The “Flash Medical Center” started with a simulated injury outside a lecture hall and continued throughout the day from radiology, to nursing and beyond.

“We were just trying to think of ways for high school students to understand the health (care) in a hands-on experience,” said Julie Mirabell, KSUA Occupational Therapy Program director. “We tried to create one half General Hospital and combine it with the day in life of a health care worker.”

Twenty-two students from Ashtabula and Lake counties participated in

the all-day program at the Ashtabula campus. Mirabell, and fellow organizers Amanda Dolan, director of

enrollment management and student services, and Megan Krippel, admissions coordinator, said the students came from many area high schools including Lakeside, Conneaut, A-Tech, Grand Valley and Pymatuning Valley.
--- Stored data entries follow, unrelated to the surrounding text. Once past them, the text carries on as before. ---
//! Timestamp sources for the record store.

use std::sync::Mutex;

use chrono::{DateTime, Duration, Utc};

/// Source of `now` for mutators
pub trait Clock: Send + Sync {
    fn now(&self) -> DateTime<Utc>;
}

/// Wall clock
#[derive(Debug, Clone, Copy, Default)]
pub struct SystemClock;

impl Clock for SystemClock {
    fn now(&self) -> DateTime<Utc> {
        Utc::now()
    }
}

/// Manually driven clock for deterministic tests and replays
#[derive(Debug)]
pub struct ManualClock {
    now: Mutex<DateTime<Utc>>,
}

impl ManualClock {
    pub fn new(start: DateTime<Utc>) -> Self {
        Self {
            now: Mutex::new(start),
        }
    }

    pub fn set(&self, at: DateTime<Utc>) {
        *self.now.lock().unwrap_or_else(|e| e.into_inner()) = at;
    }

    pub fn advance(&self, by: Duration) {
        let mut now = self.now.lock().unwrap_or_else(|e| e.into_inner());
        *now += by;
    }
}

impl Clock for ManualClock {
    fn now(&self) -> DateTime<Utc> {
        *self.now.lock().unwrap_or_else(|e| e.into_inner())
    }
}

#[cfg(test)]
mod tests {
    use super::*;

    #[test]
    fn test_manual_clock_advances() {
        let start = Utc::now();
        let clock = ManualClock::new(start);
        assert_eq!(clock.now(), start);
        clock.advance(Duration::seconds(5));
        assert_eq!(clock.now(), start + Duration::seconds(5));
    }
}
//! Record HTTP Routes
//!
//! Thin adapter from HTTP to `ApiHandler`. The acting identity is taken
//! from the `x-actor` header, which an upstream gateway is expected to have
//! authenticated.
//!
//! `ApiHandler::execute` blocks on the store mutex and may fsync a snapshot,
//! so every call runs on tokio's blocking pool.

use std::sync::Arc;

use axum::{
    extract::{rejection::PathRejection, Path, State},
    http::{HeaderMap, StatusCode},
    routing::{get, post},
    Json, Router,
};
use serde::Deserialize;
use serde_json::Value;

use crate::api::{ApiError, ApiHandler, Request, Response};
use crate::store::{ActorId, RecordId};

/// Header carrying the authenticated actor identity
pub const ACTOR_HEADER: &str = "x-actor";

type Reply = (StatusCode, Json<Value>);

// ==================
// Request Bodies
// ==================

#[derive(Debug, Deserialize)]
pub struct StoreBody {
    pub key: String,
    pub value: String,
    #[serde(default)]
    pub category: String,
}

#[derive(Debug, Deserialize)]
pub struct BulkStoreBody {
    pub keys: Vec<String>,
    pub values: Vec<String>,
    #[serde(default)]
    pub category: String,
}

#[derive(Debug, Deserialize)]
pub struct UpdateBody {
    pub value: String,
}

#[derive(Debug, Deserialize)]
pub struct TransferBody {
    pub new_admin: ActorId,
}

// ==================
// Routes
// ==================

/// Create record routes
pub fn record_routes(api: Arc<ApiHandler>) -> Router {
    Router::new()
        .route("/records", post(store_handler))
        .route("/records/bulk", post(bulk_store_handler))
        .route(
            "/records/:id",
            get(get_handler).put(update_handler).delete(delete_handler),
        )
        .route("/records/:id/reactivate", post(reactivate_handler))
        .route("/records/:id/metadata", get(metadata_handler))
        .route("/keys", get(all_keys_handler))
        .route("/keys/:key", get(get_by_key_handler))
        .route("/keys/:key/exists", get(key_exists_handler))
        .route("/creators/:actor/records", get(user_records_handler))
        .route("/categories/:category/records", get(category_records_handler))
        .route("/active", get(active_records_handler))
        .route("/stats", get(stats_handler))
        .route("/stats/total", get(total_records_handler))
        .route("/stats/active", get(active_count_handler))
        .route("/admin/transfer", post(transfer_handler))
        .with_state(api)
}

// ==================
// Helpers
// ==================

fn reply(response: Response) -> Reply {
    let status =
        StatusCode::from_u16(response.status_code()).unwrap_or(StatusCode::INTERNAL_SERVER_ERROR);
    let body = serde_json::to_value(&response).unwrap_or(Value::Null);
    (status, Json(body))
}

fn actor_from(headers: &HeaderMap) -> Result<ActorId, Reply> {
    headers
        .get(ACTOR_HEADER)
        .and_then(|v| v.to_str().ok())
        .filter(|s| !s.is_empty())
        .map(ActorId::new)
        .ok_or_else(|| {
            reply(Response::error(&ApiError::invalid_request(format!(
                "Missing {} header",
                ACTOR_HEADER
            ))))
        })
}

fn record_id(path: Result<Path<RecordId>, PathRejection>) -> Result<RecordId, Reply> {
    path.map(|Path(id)| id).map_err(|rejection| {
        reply(Response::error(&ApiError::invalid_request(format!(
            "Invalid record id: {}",
            rejection.body_text()
        ))))
    })
}

async fn run(api: Arc<ApiHandler>, request: Request) -> Reply {
    match tokio::task::spawn_blocking(move || api.execute(request)).await {
        Ok(response) => reply(response),
        Err(e) => reply(Response::error(&ApiError::internal(format!(
            "Request task failed: {}",
            e
        )))),
    }
}

// ==================
// Mutation Handlers
// ==================

async fn store_handler(
    State(api): State<Arc<ApiHandler>>,
    headers: HeaderMap,
    Json(body): Json<StoreBody>,
) -> Reply {
    let actor = match actor_from(&headers) {
        Ok(actor) => actor,
        Err(r) => return r,
    };
    let (status, json) = run(
        api,
        Request::Store {
            actor,
            key: body.key,
            value: body.value,
            category: body.category,
        },
    )
    .await;
    // New records answer 201
    if status == StatusCode::OK {
        (StatusCode::CREATED, json)
    } else {
        (status, json)
    }
}

async fn bulk_store_handler(
    State(api): State<Arc<ApiHandler>>,
    headers: HeaderMap,
    Json(body): Json<BulkStoreBody>,
) -> Reply {
    let actor = match actor_from(&headers) {
        Ok(actor) => actor,
        Err(r) => return r,
    };
    run(
        api,
        Request::BulkStore {
            actor,
            keys: body.keys,
            values: body.values,
            category: body.category,
        },
    )
    .await
}

async fn update_handler(
    State(api): State<Arc<ApiHandler>>,
    id: Result<Path<RecordId>, PathRejection>,
    headers: HeaderMap,
    Json(body): Json<UpdateBody>,
) -> Reply {
    let id = match record_id(id) {
        Ok(id) => id,
        Err(r) => return r,
    };
    let actor = match actor_from(&headers) {
        Ok(actor) => actor,
        Err(r) => return r,
    };
    run(
        api,
        Request::Update {
            actor,
            id,
            value: body.value,
        },
    )
    .await
}

async fn delete_handler(
    State(api): State<Arc<ApiHandler>>,
    id: Result<Path<RecordId>, PathRejection>,
    headers: HeaderMap,
) -> Reply {
    let id = match record_id(id) {
        Ok(id) => id,
        Err(r) => return r,
    };
    let actor = match actor_from(&headers) {
        Ok(actor) => actor,
        Err(r) => return r,
    };
    run(api, Request::Delete { actor, id }).await
}

async fn reactivate_handler(
    State(api): State<Arc<ApiHandler>>,
    id: Result<Path<RecordId>, PathRejection>,
    headers: HeaderMap,
) -> Reply {
    let id = match record_id(id) {
        Ok(id) => id,
        Err(r) => return r,
    };
    let actor = match actor_from(&headers) {
        Ok(actor) => actor,
        Err(r) => return r,
    };
    run(api, Request::Reactivate { actor, id }).await
}

async fn transfer_handler(
    State(api): State<Arc<ApiHandler>>,
    headers: HeaderMap,
    Json(body): Json<TransferBody>,
) -> Reply {
    let actor = match actor_from(&headers) {
        Ok(actor) => actor,
        Err(r) => return r,
    };
    run(
        api,
        Request::TransferOwnership {
            actor,
            new_admin: body.new_admin,
        },
    )
    .await
}

// ==================
// Query Handlers
// ==================

async fn get_handler(
    State(api): State<Arc<ApiHandler>>,
    id: Result<Path<RecordId>, PathRejection>,
) -> Reply {
    let id = match record_id(id) {
        Ok(id) => id,
        Err(r) => return r,
    };
    run(api, Request::Get { id }).await
}

async fn metadata_handler(
    State(api): State<Arc<ApiHandler>>,
    id: Result<Path<RecordId>, PathRejection>,
) -> Reply {
    let id = match record_id(id) {
        Ok(id) => id,
        Err(r) => return r,
    };
    run(api, Request::RecordMetadata { id }).await
}

async fn get_by_key_handler(State(api): State<Arc<ApiHandler>>, Path(key): Path<String>) -> Reply {
    run(api, Request::GetByKey { key }).await
}

async fn key_exists_handler(State(api): State<Arc<ApiHandler>>, Path(key): Path<String>) -> Reply {
    run(api, Request::KeyExists { key }).await
}

async fn all_keys_handler(State(api): State<Arc<ApiHandler>>) -> Reply {
    run(api, Request::AllKeys).await
}

async fn user_records_handler(
    State(api): State<Arc<ApiHandler>>,
    Path(actor): Path<String>,
) -> Reply {
    run(
        api,
        Request::UserRecords {
            actor: ActorId::new(actor),
        },
    )
    .await
}

async fn category_records_handler(
    State(api): State<Arc<ApiHandler>>,
    Path(category): Path<String>,
) -> Reply {
    run(api, Request::RecordsByCategory { category }).await
}

async fn active_records_handler(State(api): State<Arc<ApiHandler>>) -> Reply {
    run(api, Request::ActiveRecords).await
}

async fn stats_handler(State(api): State<Arc<ApiHandler>>) -> Reply {
    run(api, Request::Stats).await
}

async fn total_records_handler(State(api): State<Arc<ApiHandler>>) -> Reply {
    run(api, Request::TotalRecords).await
}

async fn active_count_handler(State(api): State<Arc<ApiHandler>>) -> Reply {
    run(api, Request::ActiveRecordCount).await
}

#[cfg(test)]
mod tests {
    use super::*;
    use axum::body::{to_bytes, Body};
    use axum::http::Request as HttpRequest;
    use tower::ServiceExt;

    use crate::store::RecordStore;

    fn router() -> Router {
        let api = Arc::new(ApiHandler::new(RecordStore::new(ActorId::new("admin"))));
        record_routes(api)
    }

    async fn send(router: &Router, request: HttpRequest<Body>) -> (StatusCode, Value) {
        let response = router.clone().oneshot(request).await.unwrap();
        let status = response.status();
        let bytes = to_bytes(response.into_body(), usize::MAX).await.unwrap();
        (status, serde_json::from_slice(&bytes).unwrap())
    }

    fn post_json(uri: &str, actor: Option<&str>, body: Value) -> HttpRequest<Body> {
        let mut builder = HttpRequest::builder()
            .method("POST")
            .uri(uri)
            .header("content-type", "application/json");
        if let Some(actor) = actor {
            builder = builder.header(ACTOR_HEADER, actor);
        }
        builder.body(Body::from(body.to_string())).unwrap()
    }

    fn get(uri: &str) -> HttpRequest<Body> {
        HttpRequest::builder().uri(uri).body(Body::empty()).unwrap()
    }

    #[tokio::test]
    async fn test_store_and_fetch() {
        let router = router();
        let (status, body) = send(
            &router,
            post_json("/records", Some("u"), serde_json::json!({"key": "k1", "value": "v1"})),
        )
        .await;
        assert_eq!(status, StatusCode::CREATED);
        assert_eq!(body["data"]["id"], 1);
        assert_eq!(body["events"][0]["type"], "STORED");

        let (status, body) = send(&router, get("/records/1")).await;
        assert_eq!(status, StatusCode::OK);
        assert_eq!(body["data"]["key"], "k1");

        let (status, body) = send(&router, get("/keys/k1/exists")).await;
        assert_eq!(status, StatusCode::OK);
        assert_eq!(body["data"]["is_active"], true);
    }

    #[tokio::test]
    async fn test_missing_actor_header() {
        let router = router();
        let (status, body) = send(
            &router,
            post_json("/records", None, serde_json::json!({"key": "k", "value": "v"})),
        )
        .await;
        assert_eq!(status, StatusCode::BAD_REQUEST);
        assert_eq!(body["code"], "KEYLEDGER_INVALID_REQUEST");
    }

    #[tokio::test]
    async fn test_unknown_record_is_404() {
        let router = router();
        let (status, body) = send(&router, get("/records/42")).await;
        assert_eq!(status, StatusCode::NOT_FOUND);
        assert_eq!(body["code"], "KEYLEDGER_NOT_FOUND");
    }

    #[tokio::test]
    async fn test_delete_by_stranger_is_forbidden() {
        let router = router();
        send(
            &router,
            post_json("/records", Some("u"), serde_json::json!({"key": "k", "value": "v"})),
        )
        .await;

        let request = HttpRequest::builder()
            .method("DELETE")
            .uri("/records/1")
            .header(ACTOR_HEADER, "stranger")
            .body(Body::empty())
            .unwrap();
        let (status, _) = send(&router, request).await;
        assert_eq!(status, StatusCode::FORBIDDEN);

        let (_, body) = send(&router, get("/stats/active")).await;
        assert_eq!(body["data"]["count"], 1);
    }

    #[tokio::test]
    async fn test_non_numeric_id_gets_json_error() {
        let router = router();
        let (status, body) = send(&router, get("/records/abc")).await;
        assert_eq!(status, StatusCode::BAD_REQUEST);
        assert_eq!(body["status"], "error");
        assert_eq!(body["code"], "KEYLEDGER_INVALID_REQUEST");

        let request = HttpRequest::builder()
            .method("DELETE")
            .uri("/records/-1")
            .header(ACTOR_HEADER, "u")
            .body(Body::empty())
            .unwrap();
        let (status, body) = send(&router, request).await;
        assert_eq!(status, StatusCode::BAD_REQUEST);
        assert_eq!(body["code"], "KEYLEDGER_INVALID_REQUEST");
    }

    #[tokio::test(flavor = "multi_thread", worker_threads = 4)]
    async fn test_concurrent_stores_get_distinct_ids() {
        let router = router();
        let mut tasks = Vec::new();
        for i in 0..32 {
            let router = router.clone();
            tasks.push(tokio::spawn(async move {
                let request = post_json(
                    "/records",
                    Some("u"),
                    serde_json::json!({"key": format!("k{}", i), "value": "v"}),
                );
                let (status, body) = send(&router, request).await;
                assert_eq!(status, StatusCode::CREATED);
                body["data"]["id"].as_u64().unwrap()
            }));
        }

        let mut ids = Vec::new();
        for task in tasks {
            ids.push(task.await.unwrap());
        }
        ids.sort_unstable();
        assert_eq!(ids, (1..=32).collect::<Vec<u64>>());

        let (_, body) = send(&router, get("/stats/active")).await;
        assert_eq!(body["data"]["count"], 32);
    }

    #[tokio::test]
    async fn test_bulk_store_conflict_rejects_batch() {
        let router = router();
        let (status, body) = send(
            &router,
            post_json(
                "/records/bulk",
                Some("u"),
                serde_json::json!({"keys": ["a", "b", "a"], "values": ["1", "2", "3"]}),
            ),
        )
        .await;
        assert_eq!(status, StatusCode::CONFLICT);
        assert_eq!(body["code"], "KEYLEDGER_KEY_CONFLICT");

        let (_, body) = send(&router, get("/stats/total")).await;
        assert_eq!(body["data"]["count"], 0);
    }
}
Prior to the event, parents and school officials said they were excited about the hands-on nature of the event, Krippel said.
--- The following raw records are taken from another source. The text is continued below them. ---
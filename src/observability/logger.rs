//! Structured JSON logger
//!
//! - One line per event
//! - `event` first, then `severity`, then fields sorted by key
//! - Synchronous, no buffering
//! - INFO and below go to stdout, ERROR and FATAL to stderr
//! - With stderr-only routing on, every line goes to stderr and stdout is
//!   left to the caller (the CLI's JSON response stream)

use std::fmt;
use std::io::{self, Write};
use std::str::FromStr;
use std::sync::atomic::{AtomicBool, AtomicU8, Ordering};

/// Log severity levels
#[derive(Debug, Clone, Copy, PartialEq, Eq, PartialOrd, Ord)]
pub enum Severity {
    Trace = 0,
    Info = 1,
    Warn = 2,
    Error = 3,
    Fatal = 4,
}

impl Severity {
    pub fn as_str(&self) -> &'static str {
        match self {
            Severity::Trace => "TRACE",
            Severity::Info => "INFO",
            Severity::Warn => "WARN",
            Severity::Error => "ERROR",
            Severity::Fatal => "FATAL",
        }
    }

    fn from_u8(level: u8) -> Self {
        match level {
            0 => Severity::Trace,
            1 => Severity::Info,
            2 => Severity::Warn,
            3 => Severity::Error,
            _ => Severity::Fatal,
        }
    }
}

impl fmt::Display for Severity {
    fn fmt(&self, f: &mut fmt::Formatter<'_>) -> fmt::Result {
        write!(f, "{}", self.as_str())
    }
}

impl FromStr for Severity {
    type Err = String;

    fn from_str(s: &str) -> Result<Self, Self::Err> {
        match s.to_ascii_uppercase().as_str() {
            "TRACE" => Ok(Severity::Trace),
            "INFO" => Ok(Severity::Info),
            "WARN" => Ok(Severity::Warn),
            "ERROR" => Ok(Severity::Error),
            "FATAL" => Ok(Severity::Fatal),
            other => Err(format!("unknown log level '{}'", other)),
        }
    }
}

/// Process-wide minimum severity; lines below it are dropped.
static MIN_SEVERITY: AtomicU8 = AtomicU8::new(Severity::Info as u8);

/// When set, no log line is written to stdout.
static STDERR_ONLY: AtomicBool = AtomicBool::new(false);

/// Structured JSON logger
pub struct Logger;

impl Logger {
    /// Set the minimum severity that will be written
    pub fn set_min_severity(severity: Severity) {
        MIN_SEVERITY.store(severity as u8, Ordering::Relaxed);
    }

    pub fn min_severity() -> Severity {
        Severity::from_u8(MIN_SEVERITY.load(Ordering::Relaxed))
    }

    pub fn enabled(severity: Severity) -> bool {
        severity >= Self::min_severity()
    }

    /// Route every severity to stderr
    pub fn set_stderr_only(on: bool) {
        STDERR_ONLY.store(on, Ordering::Relaxed);
    }

    pub fn stderr_only() -> bool {
        STDERR_ONLY.load(Ordering::Relaxed)
    }

    /// Whether a line of `severity` is written to stderr rather than stdout
    pub fn writes_to_stderr(severity: Severity) -> bool {
        severity >= Severity::Error || Self::stderr_only()
    }

    /// Log an event with the given severity and fields
    pub fn log(severity: Severity, event: &str, fields: &[(&str, &str)]) {
        if !Self::enabled(severity) {
            return;
        }
        let line = Self::format_line(severity, event, fields);
        if Self::writes_to_stderr(severity) {
            Self::write_line(&mut io::stderr().lock(), &line);
        } else {
            Self::write_line(&mut io::stdout().lock(), &line);
        }
    }

    /// Render one log line, newline included
    pub fn format_line(severity: Severity, event: &str, fields: &[(&str, &str)]) -> String {
        let mut sorted: Vec<&(&str, &str)> = fields.iter().collect();
        sorted.sort_by_key(|(k, _)| *k);

        let mut line = String::with_capacity(128);
        line.push_str("{\"event\":");
        push_json_str(&mut line, event);
        line.push_str(",\"severity\":");
        push_json_str(&mut line, severity.as_str());
        for (key, value) in sorted {
            line.push(',');
            push_json_str(&mut line, key);
            line.push(':');
            push_json_str(&mut line, value);
        }
        line.push_str("}\n");
        line
    }

    fn write_line<W: Write>(writer: &mut W, line: &str) {
        // Logging failures never propagate into store operations
        let _ = writer.write_all(line.as_bytes());
        let _ = writer.flush();
    }

    pub fn trace(event: &str, fields: &[(&str, &str)]) {
        Self::log(Severity::Trace, event, fields);
    }

    pub fn info(event: &str, fields: &[(&str, &str)]) {
        Self::log(Severity::Info, event, fields);
    }

    pub fn warn(event: &str, fields: &[(&str, &str)]) {
        Self::log(Severity::Warn, event, fields);
    }

    pub fn error(event: &str, fields: &[(&str, &str)]) {
        Self::log(Severity::Error, event, fields);
    }

    pub fn fatal(event: &str, fields: &[(&str, &str)]) {
        Self::log(Severity::Fatal, event, fields);
    }
}

fn push_json_str(out: &mut String, s: &str) {
    match serde_json::to_string(s) {
        Ok(quoted) => out.push_str(&quoted),
        Err(_) => out.push_str("\"\""),
    }
}

#[cfg(test)]
mod tests {
    use super::*;

    #[test]
    fn test_severity_ordering() {
        assert!(Severity::Trace < Severity::Info);
        assert!(Severity::Warn < Severity::Error);
        assert!(Severity::Error < Severity::Fatal);
    }

    #[test]
    fn test_severity_parse() {
        assert_eq!("warn".parse::<Severity>().unwrap(), Severity::Warn);
        assert!("loud".parse::<Severity>().is_err());
    }

    #[test]
    fn test_line_is_valid_json() {
        let line = Logger::format_line(Severity::Info, "RECORD_STORED", &[("id", "1")]);
        assert!(line.ends_with('\n'));
        let parsed: serde_json::Value = serde_json::from_str(&line).unwrap();
        assert_eq!(parsed["event"], "RECORD_STORED");
        assert_eq!(parsed["severity"], "INFO");
        assert_eq!(parsed["id"], "1");
    }

    #[test]
    fn test_field_order_is_deterministic() {
        let line = Logger::format_line(Severity::Warn, "E", &[("zeta", "1"), ("alpha", "2")]);
        let alpha = line.find("alpha").unwrap();
        let zeta = line.find("zeta").unwrap();
        assert!(alpha < zeta);
        assert!(line.starts_with("{\"event\":\"E\",\"severity\":\"WARN\""));
    }

    #[test]
    fn test_stderr_only_routes_every_severity() {
        assert!(Logger::writes_to_stderr(Severity::Error));
        assert!(Logger::writes_to_stderr(Severity::Fatal));

        Logger::set_stderr_only(true);
        assert!(Logger::writes_to_stderr(Severity::Trace));
        assert!(Logger::writes_to_stderr(Severity::Info));
        assert!(Logger::writes_to_stderr(Severity::Warn));
        assert!(Logger::stderr_only());
    }

    #[test]
    fn test_special_characters_escaped() {
        let line = Logger::format_line(Severity::Error, "E", &[("msg", "say \"hi\"\n\tnow")]);
        let parsed: serde_json::Value = serde_json::from_str(&line).unwrap();
        assert_eq!(parsed["msg"], "say \"hi\"\n\tnow");
    }
}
“(The students) really get a taste for what the career is like,” Dolan said.

Mirabell said the organizers structured it to highlight the importance of teamwork and life-long learning.

The creation of the day-long plan involved the coordination of five different departments and involved volunteers including the “victim” Gary Misch, lab coordinator, who agreed to “fall from a ladder.”

“There was some acting involved,” Mirabell said.

Kristy Call, of the

financial aid department, played the victim’s wife and came dashing into the nursing area emotionally asking questions and seeking help from the “staff.”

The students were called into action to help with each part of the experience.

“I like it. It is fun, very hands on,” said Tiffany Hammond, a sophomore at Madison High School.

The students were able to help work the X-ray machine and transfer the patient to a bed, among other unique experiences.

“It is really cool. I like how we get to work” with the college students and professionals, said Xiao Lin, a student at A-Tech from the Lakeside school system.

A bonus for the

students was the possibility of winning a scholarship for their work during the seminar, Krippel said. A simulated medical mystery was part of the event and the three students who handled it best would receive scholarships for Kent State University Ashtabula.

She said organizers will evaluate

the students responses and choose the

three winners ($1,500, $750 and $500 scholarships) in about a month.